**Exercise requirements**
Report back every line from the entries below in which the word "layer" occurs.

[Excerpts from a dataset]
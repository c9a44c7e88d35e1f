//! Integration tests for the composition layer.

#![cfg(feature = "compose")]

use pliers::callable::{from_fn1, from_fn2, Args, Callable};
use pliers::compose::{complement, constant, flip, identity, tap, Composed};
use pliers::{compose, juxt, pipe, thread_first, thread_last};
use std::rc::Rc;

fn add_one(x: i32) -> i32 {
    x + 1
}

fn double(x: i32) -> i32 {
    x * 2
}

// =============================================================================
// Macro layer
// =============================================================================

#[test]
fn test_compose_last_listed_applied_first() {
    let composed = compose!(add_one, double);
    assert_eq!(composed(5), 11);

    let reversed = compose!(double, add_one);
    assert_eq!(reversed(5), 12);
}

#[test]
fn test_compose_changes_types_between_stages() {
    let described = compose!(
        |length: usize| format!("{length} chars"),
        |text: String| text.len(),
        |n: i32| n.to_string(),
    );
    assert_eq!(described(31415), "5 chars");
}

#[test]
fn test_pipe_mirrors_compose() {
    assert_eq!(pipe!(5, double, add_one), compose!(add_one, double)(5));
}

#[test]
fn test_pipe_immediate_value() {
    let total = pipe!(
        vec![4, 1, 3],
        |mut v: Vec<i32>| {
            v.sort_unstable();
            v
        },
        |v: Vec<i32>| v.into_iter().sum::<i32>(),
    );
    assert_eq!(total, 8);
}

#[test]
fn test_thread_first_and_last_disagree_on_position() {
    fn divide(a: f64, b: f64) -> f64 {
        a / b
    }

    let first = thread_first!(10.0, (divide, 2.0)); // divide(10, 2)
    let last = thread_last!(10.0, (divide, 2.0)); // divide(2, 10)
    assert!((first - 5.0).abs() < f64::EPSILON);
    assert!((last - 0.2).abs() < f64::EPSILON);
}

#[test]
fn test_juxt_fans_out_in_listing_order() {
    let stats = juxt!(
        |v: Vec<i32>| v.len(),
        |v: Vec<i32>| v.into_iter().sum::<i32>(),
    );
    assert_eq!(stats(vec![1, 2, 3]), (3, 6));
}

// =============================================================================
// Combinators
// =============================================================================

#[test]
fn test_identity_and_constant() {
    assert_eq!(identity(9), 9);
    let nine = constant::<i32, i32>(9);
    assert_eq!(nine(1), 9);
    assert_eq!(nine(100), 9);
}

#[test]
fn test_complement_in_filter_position() {
    let non_empty: Vec<&str> = ["", "a", "", "b"]
        .into_iter()
        .filter(complement(|s: &&str| s.is_empty()))
        .collect();
    assert_eq!(non_empty, ["a", "b"]);
}

#[test]
fn test_flip_argument_order() {
    let append = |base: String, suffix: &str| base + suffix;
    let prepend_style = flip(append);
    assert_eq!(prepend_style("!", "wow".to_string()), "wow!");
}

#[test]
fn test_tap_observes_without_changing() {
    let mut seen = Vec::new();
    let result = pipe!(
        3,
        double,
        |x: i32| tap(|v: &i32| seen.push(*v), x),
        add_one,
    );
    assert_eq!(result, 7);
    assert_eq!(seen, [6]);
}

// =============================================================================
// Dynamic layer
// =============================================================================

#[test]
fn test_composed_matches_macro_composition() {
    let dynamic = Composed::of(from_fn1(double)).then_outer(from_fn1(add_one));
    let inline = compose!(add_one, double);

    for n in [-3, 0, 7] {
        assert_eq!(dynamic.invoke(Args::positional([n])).unwrap(), inline(n));
    }
}

#[test]
fn test_composed_innermost_multiarg() {
    let chain = Composed::of(from_fn2(|a: i32, b: i32| a - b))
        .then_outer(from_fn1(i32::abs));
    assert_eq!(chain.invoke(Args::positional([3, 10])).unwrap(), 7);
}

#[test]
fn test_composed_from_collected_stages() {
    let stages: Vec<Rc<dyn Callable<i32, i32>>> = vec![
        Rc::new(from_fn1(add_one)),
        Rc::new(from_fn1(double)),
        Rc::new(from_fn1(|n: i32| n - 3)),
    ];
    // add_one(double(n - 3))
    let chain = Composed::new(stages);
    assert_eq!(chain.invoke(Args::positional([10])).unwrap(), 15);
}

#[test]
fn test_composed_is_cloneable_and_reusable() {
    let chain = Composed::of(from_fn1(add_one));
    let copy = chain.clone();
    assert_eq!(chain.invoke(Args::positional([1])).unwrap(), 2);
    assert_eq!(copy.invoke(Args::positional([1])).unwrap(), 2);
}

#[test]
fn test_error_propagates_through_stages() {
    use pliers::callable::RawFn;
    use pliers::error::Error;

    let failing = RawFn::new(|_: Args<i32>| -> Result<i32, Error> {
        Err(Error::UnhashableArguments)
    });
    let chain = Composed::of(failing).then_outer(from_fn1(add_one));
    assert_eq!(
        chain.invoke(Args::positional([1])).unwrap_err(),
        Error::UnhashableArguments
    );
}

**Output below**
//! Integration tests for the composition layer.
// Macro layer
// Dynamic layer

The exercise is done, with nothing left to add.